Thanks to Elie, Kimmie and Catherine for the time and effort put into reviewing our album! Much appreciated, you guys.
A correction, a comment, and a question:
Correction, to Elie Landau's review: the arranger of "Fired" is Patrick Ardinger, not Chris Ardinger.
Comment: Re: Kimmie's review - "Bill (and this is subjective) occasionally oversteps his boundaries by creating patches of interestingness in no way offered by the singers themselves." In fact, the patches you're talking about were very much our idea - Magali and I, as the two group members present for mixing, approached Bill with a sort of proposed production vision for certain songs. In the case of "When Doves Cry," I actually re-arranged the song for the studio very much with that vision in mind - the extended bridge was conceived largely as you hear it on the CD before we got to Bill's. Not to say whether you should like or dislike the things we did with those tracks, but want to be clear that in this case, we asked him to "overstep his boundaries" - for example, with thunder and rain on "Every Time It Rains" and the "lost in space" motif of "Apologize" - in ways that, I still feel, enhance rather than distract from the songs.
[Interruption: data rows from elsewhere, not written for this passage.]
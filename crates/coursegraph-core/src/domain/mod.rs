//! Domain layer
//!
//! The knowledge-graph model, the batch indexing pipeline and the
//! conversation memory sync path.

pub mod indexing;
pub mod knowledge;
pub mod memory;
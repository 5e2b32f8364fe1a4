//! Configuration management with file persistence

use anyhow::{Context, anyhow};
use serde::{Deserialize, Serialize};
use std::env;
use std::fs;
use std::path::PathBuf;
use std::time::Duration;

/// Coursegraph configuration
#[derive(Debug, Clone, Default, Serialize, Deserialize)]
#[serde(default)]
pub struct Config {
    pub indexing: IndexingConfig,
    pub extraction: ExtractionConfig,
    pub resolution: ResolutionConfig,
    pub community: CommunityConfig,
    pub wal: WalConfig,
    pub sync: SyncConfig,
    pub llm: LlmConfig,
    pub logging: LoggingConfig,
}

#[derive(Debug, Clone, Serialize, Deserialize)]
#[serde(default)]
pub struct IndexingConfig {
    /// Upper bound on chunks extracted concurrently
    pub max_concurrency: usize,
    pub chunk_timeout_secs: u64,
    /// Staging mode keeps sources whose stable hash is divisible by this
    pub staging_sample_modulus: u64,
    pub chunk_size_tokens: usize,
    pub chunk_overlap_ratio: f32,
    pub data_dir: Option<PathBuf>,
}

#[derive(Debug, Clone, Serialize, Deserialize)]
#[serde(default)]
pub struct ExtractionConfig {
    pub max_gleaning_passes: u32,
    pub model: Option<String>,
}

#[derive(Debug, Clone, Serialize, Deserialize)]
#[serde(default)]
pub struct ResolutionConfig {
    pub similarity_threshold: f32,
    /// Pairs between this floor and the threshold go to the adjudicator
    pub gray_band_floor: f32,
    pub embedding_model: String,
}

#[derive(Debug, Clone, Serialize, Deserialize)]
#[serde(default)]
pub struct CommunityConfig {
    pub resolution: f64,
    pub seed: u64,
    pub max_iterations: usize,
    pub min_modularity_gain: f64,
    pub max_levels: usize,
    pub summary_member_limit: usize,
}

#[derive(Debug, Clone, Serialize, Deserialize)]
#[serde(default)]
pub struct WalConfig {
    pub path: Option<PathBuf>,
    pub min_event_confidence: f32,
    pub flush_threshold_tokens: usize,
}

#[derive(Debug, Clone, Serialize, Deserialize)]
#[serde(default)]
pub struct SyncConfig {
    pub batch_size: usize,
    pub max_attempts: u32,
    pub backoff_base_ms: u64,
    pub backoff_max_ms: u64,
    pub failure_threshold: u32,
    pub cooldown_secs: u64,
    pub poll_interval_ms: u64,
}

#[derive(Debug, Clone, Serialize, Deserialize)]
#[serde(default)]
pub struct LlmConfig {
    #[serde(skip)]
    pub api_key: Option<String>,
    pub base_url: String,
    pub default_model: String,
    pub temperature: f32,
    pub max_tokens: usize,
    pub timeout_secs: u64,
}

#[derive(Debug, Clone, Serialize, Deserialize)]
#[serde(default)]
pub struct LoggingConfig {
    /// Default filter directive when `RUST_LOG` is unset
    pub level: String,
    pub json: bool,
}

impl Default for IndexingConfig {
    fn default() -> Self {
        Self {
            max_concurrency: 4,
            chunk_timeout_secs: 120,
            staging_sample_modulus: 10,
            chunk_size_tokens: 512,
            chunk_overlap_ratio: 0.2,
            data_dir: None,
        }
    }
}

impl Default for ExtractionConfig {
    fn default() -> Self {
        Self {
            max_gleaning_passes: 2,
            model: None,
        }
    }
}

impl Default for ResolutionConfig {
    fn default() -> Self {
        Self {
            similarity_threshold: 0.90,
            gray_band_floor: 0.80,
            embedding_model: "text-embedding-3-small".to_string(),
        }
    }
}

impl Default for CommunityConfig {
    fn default() -> Self {
        Self {
            resolution: 1.0,
            seed: 42,
            max_iterations: 50,
            min_modularity_gain: 1e-6,
            max_levels: 5,
            summary_member_limit: 10,
        }
    }
}

impl Default for WalConfig {
    fn default() -> Self {
        Self {
            path: None,
            min_event_confidence: 0.5,
            flush_threshold_tokens: 16_000,
        }
    }
}

impl Default for SyncConfig {
    fn default() -> Self {
        Self {
            batch_size: 100,
            max_attempts: 5,
            backoff_base_ms: 500,
            backoff_max_ms: 60_000,
            failure_threshold: 5,
            cooldown_secs: 60,
            poll_interval_ms: 1_000,
        }
    }
}

impl Default for LlmConfig {
    fn default() -> Self {
        Self {
            api_key: None,
            base_url: "https://api.openai.com/v1".to_string(),
            default_model: "gpt-4o-mini".to_string(),
            temperature: 0.0,
            max_tokens: 4096,
            timeout_secs: 120,
        }
    }
}

impl Default for LoggingConfig {
    fn default() -> Self {
        Self {
            level: "coursegraph_core=info".to_string(),
            json: false,
        }
    }
}

impl IndexingConfig {
    pub fn chunk_timeout(&self) -> Duration {
        Duration::from_secs(self.chunk_timeout_secs)
    }

    /// Overlap between adjacent chunks, in tokens
    pub fn overlap_tokens(&self) -> usize {
        (self.chunk_size_tokens as f32 * self.chunk_overlap_ratio).round() as usize
    }
}

impl SyncConfig {
    pub fn cooldown(&self) -> Duration {
        Duration::from_secs(self.cooldown_secs)
    }

    pub fn poll_interval(&self) -> Duration {
        Duration::from_millis(self.poll_interval_ms)
    }
}

impl LlmConfig {
    pub fn resolved_api_key(&self) -> anyhow::Result<Option<String>> {
        self.enforce_env_only()?;

        Ok(env::var("COURSEGRAPH_API_KEY")
            .or_else(|_| env::var("OPENAI_API_KEY"))
            .ok())
    }

    pub fn redacted_api_key(&self) -> anyhow::Result<Option<String>> {
        self.resolved_api_key()
            .map(|opt| opt.as_deref().map(redact_key))
    }

    pub fn enforce_env_only(&self) -> anyhow::Result<()> {
        if self.api_key.is_some() {
            return Err(anyhow!(
                "LLM API keys must be provided via environment variables, not stored in configuration"
            ));
        }
        Ok(())
    }
}

impl Config {
    /// Get the config directory path
    pub fn config_dir() -> anyhow::Result<PathBuf> {
        let dir = if let Ok(custom_dir) = env::var("COURSEGRAPH_CONFIG_DIR") {
            PathBuf::from(custom_dir)
        } else {
            dirs::config_dir()
                .ok_or_else(|| anyhow!("Could not determine config directory"))?
                .join("coursegraph")
        };
        Ok(dir)
    }

    /// Get the config file path
    pub fn config_path() -> anyhow::Result<PathBuf> {
        Ok(Self::config_dir()?.join("config.toml"))
    }

    /// Directory holding the graph database and the WAL
    pub fn data_dir(&self) -> anyhow::Result<PathBuf> {
        if let Some(dir) = &self.indexing.data_dir {
            return Ok(dir.clone());
        }
        Ok(dirs::data_dir()
            .ok_or_else(|| anyhow!("Could not determine data directory"))?
            .join("coursegraph"))
    }

    /// Path of the graph database file
    pub fn graph_path(&self) -> anyhow::Result<PathBuf> {
        Ok(self.data_dir()?.join("graph.db"))
    }

    /// Path of the WAL database file
    pub fn wal_path(&self) -> anyhow::Result<PathBuf> {
        match &self.wal.path {
            Some(path) => Ok(path.clone()),
            None => Ok(self.data_dir()?.join("wal.db")),
        }
    }

    /// Load configuration from file, or use defaults if it doesn't exist
    pub fn load() -> anyhow::Result<Self> {
        let path = Self::config_path()?;

        if path.exists() {
            let contents = fs::read_to_string(&path)
                .with_context(|| format!("Failed to read config file: {}", path.display()))?;
            let config: Config = toml::from_str(&contents)
                .with_context(|| format!("Failed to parse config file: {}", path.display()))?;
            config.validate()?;
            Ok(config)
        } else {
            Ok(Config::default())
        }
    }

    /// Save configuration to file
    pub fn save(&self) -> anyhow::Result<()> {
        self.validate()?;

        let dir = Self::config_dir()?;
        fs::create_dir_all(&dir)
            .with_context(|| format!("Failed to create config directory: {}", dir.display()))?;

        let path = Self::config_path()?;
        let contents = toml::to_string_pretty(self).context("Failed to serialize config")?;

        fs::write(&path, contents)
            .with_context(|| format!("Failed to write config file: {}", path.display()))?;

        Ok(())
    }

    /// Validate configuration
    pub fn validate(&self) -> anyhow::Result<()> {
        self.llm.enforce_env_only()?;

        if self.indexing.max_concurrency == 0 {
            return Err(anyhow!("indexing.max_concurrency must be at least 1"));
        }
        if self.indexing.staging_sample_modulus == 0 {
            return Err(anyhow!("indexing.staging_sample_modulus must be at least 1"));
        }
        if self.indexing.chunk_size_tokens == 0 {
            return Err(anyhow!("indexing.chunk_size_tokens must be at least 1"));
        }
        if !(0.0..1.0).contains(&self.indexing.chunk_overlap_ratio) {
            return Err(anyhow!("indexing.chunk_overlap_ratio must be in [0.0, 1.0)"));
        }

        let res = &self.resolution;
        if !(0.0..=1.0).contains(&res.similarity_threshold) {
            return Err(anyhow!("resolution.similarity_threshold must be between 0.0 and 1.0"));
        }
        if res.gray_band_floor > res.similarity_threshold {
            return Err(anyhow!(
                "resolution.gray_band_floor ({}) must not exceed similarity_threshold ({})",
                res.gray_band_floor,
                res.similarity_threshold
            ));
        }

        if self.community.resolution <= 0.0 {
            return Err(anyhow!("community.resolution must be positive"));
        }
        if self.community.max_levels == 0 {
            return Err(anyhow!("community.max_levels must be at least 1"));
        }

        if !(0.0..=1.0).contains(&self.wal.min_event_confidence) {
            return Err(anyhow!("wal.min_event_confidence must be between 0.0 and 1.0"));
        }

        if self.sync.batch_size == 0 {
            return Err(anyhow!("sync.batch_size must be at least 1"));
        }
        if self.sync.max_attempts == 0 {
            return Err(anyhow!("sync.max_attempts must be at least 1"));
        }
        if self.sync.failure_threshold == 0 {
            return Err(anyhow!("sync.failure_threshold must be at least 1"));
        }
        if self.sync.backoff_base_ms > self.sync.backoff_max_ms {
            return Err(anyhow!("sync.backoff_base_ms must not exceed sync.backoff_max_ms"));
        }

        if !(0.0..=2.0).contains(&self.llm.temperature) {
            return Err(anyhow!("llm.temperature must be between 0.0 and 2.0"));
        }

        Ok(())
    }
}

/// `***` plus the last four characters; short keys show nothing
fn redact_key(key: &str) -> String {
    let chars = key.chars().count();
    if chars <= 4 {
        return "***".to_string();
    }
    let suffix: String = key.chars().skip(chars - 4).collect();
    format!("***{}", suffix)
}

#[cfg(test)]
mod tests {
    use super::*;

    #[test]
    fn test_defaults_are_valid() {
        let config = Config::default();
        assert!(config.validate().is_ok());
        assert_eq!(config.resolution.similarity_threshold, 0.90);
        assert_eq!(config.extraction.max_gleaning_passes, 2);
        assert_eq!(config.sync.failure_threshold, 5);
        assert_eq!(config.indexing.overlap_tokens(), 102);
    }

    #[test]
    fn test_partial_toml_fills_defaults() {
        let config: Config = toml::from_str(
            r#"
            [resolution]
            similarity_threshold = 0.95

            [sync]
            batch_size = 10
            "#,
        )
        .expect("parse config");

        assert_eq!(config.resolution.similarity_threshold, 0.95);
        assert_eq!(config.resolution.gray_band_floor, 0.80);
        assert_eq!(config.sync.batch_size, 10);
        assert_eq!(config.sync.max_attempts, 5);
        assert_eq!(config.community.seed, 42);
    }

    #[test]
    fn test_validate_rejects_inverted_gray_band() {
        let mut config = Config::default();
        config.resolution.gray_band_floor = 0.95;
        assert!(config.validate().is_err());
    }

    #[test]
    fn test_validate_rejects_zero_concurrency() {
        let mut config = Config::default();
        config.indexing.max_concurrency = 0;
        assert!(config.validate().is_err());
    }

    #[test]
    fn test_api_key_never_serialized() {
        let mut config = Config::default();
        config.llm.api_key = Some("sk-secret".to_string());
        let toml = toml::to_string_pretty(&config).expect("serialize");
        assert!(!toml.contains("sk-secret"));
        assert!(config.validate().is_err());
    }

    #[test]
    fn test_redact_key_counts_characters() {
        assert_eq!(redact_key("sk-abcdef1234"), "***1234");
        assert_eq!(redact_key("abcd"), "***");
        assert_eq!(redact_key("clé-secrète"), "***rète");
        assert_eq!(redact_key("ключ🔑🔑"), "***юч🔑🔑");
        assert_eq!(redact_key("🔑🔑🔑"), "***");
    }

    #[test]
    fn test_wal_path_defaults_under_data_dir() {
        let mut config = Config::default();
        config.indexing.data_dir = Some(PathBuf::from("/tmp/cg"));
        assert_eq!(config.wal_path().expect("wal path"), PathBuf::from("/tmp/cg/wal.db"));
        assert_eq!(config.graph_path().expect("graph path"), PathBuf::from("/tmp/cg/graph.db"));
    }
}
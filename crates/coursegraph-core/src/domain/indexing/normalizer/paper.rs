use regex::Regex;
use std::sync::LazyLock;

use crate::domain::indexing::chunk::{Chunk, ChunkBuilder};
use crate::error::Result;

use super::{SourceAdapter, SourceDocument, SourceKind};

static NAMED_SECTION: LazyLock<Regex> = LazyLock::new(|| {
    Regex::new(
        r"(?i)^\s*(?:\d+(?:\.\d+)*\.?\s+)?(abstract|introduction|background|related work|methodology|methods|implementation|evaluation|results|discussion|conclusions?|references|bibliography)\s*:?\s*$",
    )
    .expect("valid section regex")
});
static NUMBERED_SECTION: LazyLock<Regex> = LazyLock::new(|| {
    Regex::new(r"^\s*\d+(?:\.\d+)*\.?\s+[A-Z][A-Za-z]").expect("valid numbered section regex")
});
static CAPS_SECTION: LazyLock<Regex> =
    LazyLock::new(|| Regex::new(r"^\s*[A-Z][A-Z\s]{3,}$").expect("valid caps section regex"));
static LATEX_SECTION: LazyLock<Regex> = LazyLock::new(|| {
    Regex::new(r"^\s*\\(?:sub)*section\*?\{([^}]*)\}").expect("valid latex section regex")
});

const MAX_HEADING_WORDS: usize = 8;

/// Academic papers: section detection plus sentence packing
///
/// Sentences are packed into chunks of at most `chunk_size` words within
/// a section, and the trailing sentences of a full chunk (up to `overlap`
/// words) open the next one. Every chunk starts with its section name.
#[derive(Debug, Clone, Copy)]
pub struct PaperAdapter {
    chunk_size: usize,
    overlap: usize,
}

impl PaperAdapter {
    pub fn new(chunk_size: usize, overlap: usize) -> Self {
        let chunk_size = chunk_size.max(1);
        Self {
            chunk_size,
            overlap: overlap.min(chunk_size - 1),
        }
    }
}

impl SourceAdapter for PaperAdapter {
    fn kind(&self) -> SourceKind {
        SourceKind::Paper
    }

    fn normalize(&self, doc: &SourceDocument) -> Result<Vec<Chunk>> {
        let mut builder = ChunkBuilder::new(&doc.source_id);
        let mut offset = 0;

        for (name, body) in split_sections(&doc.content) {
            let sentences = split_sentences(&body, offset, self.chunk_size);
            offset += body.split_whitespace().count();
            for (start, text) in self.pack(&sentences) {
                builder.push_at(&format!("{}\n\n{}", name, text), start);
            }
        }

        Ok(builder.finish())
    }
}

#[derive(Debug, Clone)]
struct Sentence {
    text: String,
    start: usize,
    words: usize,
}

impl PaperAdapter {
    fn pack(&self, sentences: &[Sentence]) -> Vec<(usize, String)> {
        let mut windows = Vec::new();
        let mut window: Vec<&Sentence> = Vec::new();
        let mut words = 0;

        for sentence in sentences {
            if words + sentence.words > self.chunk_size && !window.is_empty() {
                windows.push(render(&window));

                let mut carried = Vec::new();
                let mut carried_words = 0;
                for prev in window.iter().rev() {
                    if carried_words + prev.words > self.overlap {
                        break;
                    }
                    carried_words += prev.words;
                    carried.push(*prev);
                }
                carried.reverse();
                window = carried;
                words = carried_words;

                while !window.is_empty() && words + sentence.words > self.chunk_size {
                    words -= window[0].words;
                    window.remove(0);
                }
            }
            window.push(sentence);
            words += sentence.words;
        }
        if !window.is_empty() {
            windows.push(render(&window));
        }
        windows
    }
}

fn render(window: &[&Sentence]) -> (usize, String) {
    let start = window.first().map(|s| s.start).unwrap_or_default();
    let text = window
        .iter()
        .map(|s| s.text.as_str())
        .collect::<Vec<_>>()
        .join(" ");
    (start, text)
}

fn heading_name(line: &str) -> Option<String> {
    if let Some(caps) = LATEX_SECTION.captures(line) {
        return Some(caps[1].trim().to_string());
    }
    let trimmed = line.trim();
    if trimmed.is_empty() || trimmed.split_whitespace().count() > MAX_HEADING_WORDS {
        return None;
    }
    if NAMED_SECTION.is_match(trimmed)
        || CAPS_SECTION.is_match(trimmed)
        || (NUMBERED_SECTION.is_match(trimmed) && !trimmed.ends_with('.'))
    {
        return Some(trimmed.to_string());
    }
    None
}

/// `(section name, body)` pairs; text before the first heading belongs to
/// an implicit "Introduction"
fn split_sections(content: &str) -> Vec<(String, String)> {
    let mut sections = Vec::new();
    let mut name = "Introduction".to_string();
    let mut body = String::new();

    for line in content.lines() {
        match heading_name(line) {
            Some(next) => {
                if !body.trim().is_empty() {
                    sections.push((name, std::mem::take(&mut body)));
                }
                body.clear();
                name = next;
            }
            None => {
                body.push_str(line);
                body.push('\n');
            }
        }
    }
    if !body.trim().is_empty() {
        sections.push((name, body));
    }
    sections
}

/// Sentences end at a word whose last character (ignoring closing quotes
/// and brackets) is `.`, `!` or `?`; overlong sentences are cut at
/// `max_words`
fn split_sentences(body: &str, offset: usize, max_words: usize) -> Vec<Sentence> {
    let mut sentences = Vec::new();
    let mut current: Vec<&str> = Vec::new();
    let mut start = offset;

    let mut flush = |current: &mut Vec<&str>, start: &mut usize| {
        if current.is_empty() {
            return;
        }
        sentences.push(Sentence {
            text: current.join(" "),
            start: *start,
            words: current.len(),
        });
        *start += current.len();
        current.clear();
    };

    for word in body.split_whitespace() {
        current.push(word);
        let terminal = word
            .trim_end_matches(['"', '\'', ')', ']'])
            .ends_with(['.', '!', '?']);
        if terminal || current.len() >= max_words {
            flush(&mut current, &mut start);
        }
    }
    flush(&mut current, &mut start);
    sentences
}
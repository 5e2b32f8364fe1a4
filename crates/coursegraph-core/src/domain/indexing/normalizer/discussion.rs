use serde::{Deserialize, Serialize};
use serde_json::Value;

use crate::domain::indexing::chunk::{Chunk, ChunkBuilder};
use crate::domain::memory::anonymize_student_id;
use crate::error::{Error, Result};

use super::{SourceAdapter, SourceDocument, SourceKind};

const INTERROGATIVES: &[&str] = &["how", "what", "why", "when", "where", "which", "who"];
const QUESTION_PHRASES: &[&str] = &["can someone", "does anyone", "is there a way"];
const CONFUSION_PHRASES: &[&str] = &[
    "don't understand",
    "do not understand",
    "confused",
    "unclear",
    "not sure",
    "doesn't make sense",
    "stuck",
    "help",
];
const INSIGHT_PHRASES: &[&str] = &[
    "i think",
    "my understanding",
    "note that",
    "important",
    "key point",
    "realize",
    "insight",
];
const ANSWER_PHRASES: &[&str] = &[
    "the answer",
    "solution",
    "you can",
    "try this",
    "according to",
    "the way to",
];

/// What a forum post is doing
#[derive(Debug, Clone, Copy, PartialEq, Eq, Serialize, Deserialize)]
#[serde(rename_all = "SCREAMING_SNAKE_CASE")]
pub enum PostKind {
    Question,
    Confusion,
    Insight,
    Answer,
    General,
}

impl PostKind {
    pub fn as_str(&self) -> &'static str {
        match self {
            Self::Question => "QUESTION",
            Self::Confusion => "CONFUSION",
            Self::Insight => "INSIGHT",
            Self::Answer => "ANSWER",
            Self::General => "GENERAL",
        }
    }

    /// Keyword classification, checked in order question, confusion,
    /// insight, answer
    pub fn classify(content: &str) -> Self {
        let lower = content.to_lowercase();
        let first_word = lower
            .split_whitespace()
            .next()
            .map(|w| w.trim_matches(|c: char| !c.is_alphanumeric()))
            .unwrap_or_default();

        let has = |phrases: &[&str]| phrases.iter().any(|p| lower.contains(p));

        if lower.contains('?') || INTERROGATIVES.contains(&first_word) || has(QUESTION_PHRASES) {
            Self::Question
        } else if has(CONFUSION_PHRASES) {
            Self::Confusion
        } else if has(INSIGHT_PHRASES) {
            Self::Insight
        } else if has(ANSWER_PHRASES) {
            Self::Answer
        } else {
            Self::General
        }
    }
}

/// A post after anonymization and classification
#[derive(Debug, Clone, PartialEq, Eq)]
pub struct Post {
    pub id: Option<String>,
    /// `student_<hash prefix>`; the raw author never leaves the adapter
    pub author: Option<String>,
    pub thread_id: Option<String>,
    pub kind: PostKind,
    pub content: String,
}

#[derive(Debug, Deserialize)]
#[serde(untagged)]
enum Export {
    Wrapped { posts: Vec<RawPost> },
    Bare(Vec<RawPost>),
}

#[derive(Debug, Deserialize)]
struct RawPost {
    #[serde(default)]
    id: Option<Value>,
    #[serde(default)]
    author: Option<String>,
    #[serde(default)]
    content: String,
    #[serde(default)]
    thread_id: Option<Value>,
}

fn id_string(value: Option<Value>) -> Option<String> {
    match value? {
        Value::String(s) => Some(s),
        Value::Null => None,
        other => Some(other.to_string()),
    }
}

/// Discussion-forum exports: `{"posts": [...]}` or a bare array
#[derive(Debug, Default, Clone, Copy)]
pub struct DiscussionAdapter;

impl DiscussionAdapter {
    pub fn parse_posts(&self, content: &str) -> Result<Vec<Post>> {
        let export: Export = serde_json::from_str(content)
            .map_err(|e| Error::InvalidInput(format!("Malformed discussion export: {}", e)))?;
        let raw = match export {
            Export::Wrapped { posts } => posts,
            Export::Bare(posts) => posts,
        };

        Ok(raw
            .into_iter()
            .filter(|p| !p.content.trim().is_empty())
            .map(|p| Post {
                id: id_string(p.id),
                author: p
                    .author
                    .filter(|a| !a.trim().is_empty())
                    .map(|a| anonymize_student_id(&a)),
                thread_id: id_string(p.thread_id),
                kind: PostKind::classify(&p.content),
                content: p.content.trim().to_string(),
            })
            .collect())
    }
}

impl SourceAdapter for DiscussionAdapter {
    fn kind(&self) -> SourceKind {
        SourceKind::Discussion
    }

    fn normalize(&self, doc: &SourceDocument) -> Result<Vec<Chunk>> {
        let mut builder = ChunkBuilder::new(&doc.source_id);
        for post in self.parse_posts(&doc.content)? {
            builder.push(&format!("[{}] {}", post.kind.as_str(), post.content));
        }
        Ok(builder.finish())
    }
}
Question, which I really hope doesn't sound whiny or defensive:
I see two main thrusts to the more negative comments in these reviews - 1. the soloists lack passion / emotional investment in their material, and 2. the material itself reflects questionable choices. Both fair criticisms. What I am VERY surprised by is to see an overall "Innovation / Creativity" score of 3 - and a 2 from Kimmie - on an album where I very much thought the innovation of the arrangements was its defining feature. As the most prolific arranger on this album, I made it an artistic goal to reinvent well-known songs like "When Doves Cry" and "I Will Follow You Into The Dark" as something utterly different - sort of genre experiments if you will. Even the less radical arrangements on the album, such as "No One" and "Apologize," change the character of their source material without overhauling it. I fully expected these arrangements to be a bit polarizing / "love it or hate it." But I'm very surprised to hear Kimmie mention "lackluster soloists and mediocre arrangements" in the same breath, without much detail as to what makes these arrangements mediocre. Flawed, certainly, but that comment almost sounds as if they're nondescript, which I guess puzzles me.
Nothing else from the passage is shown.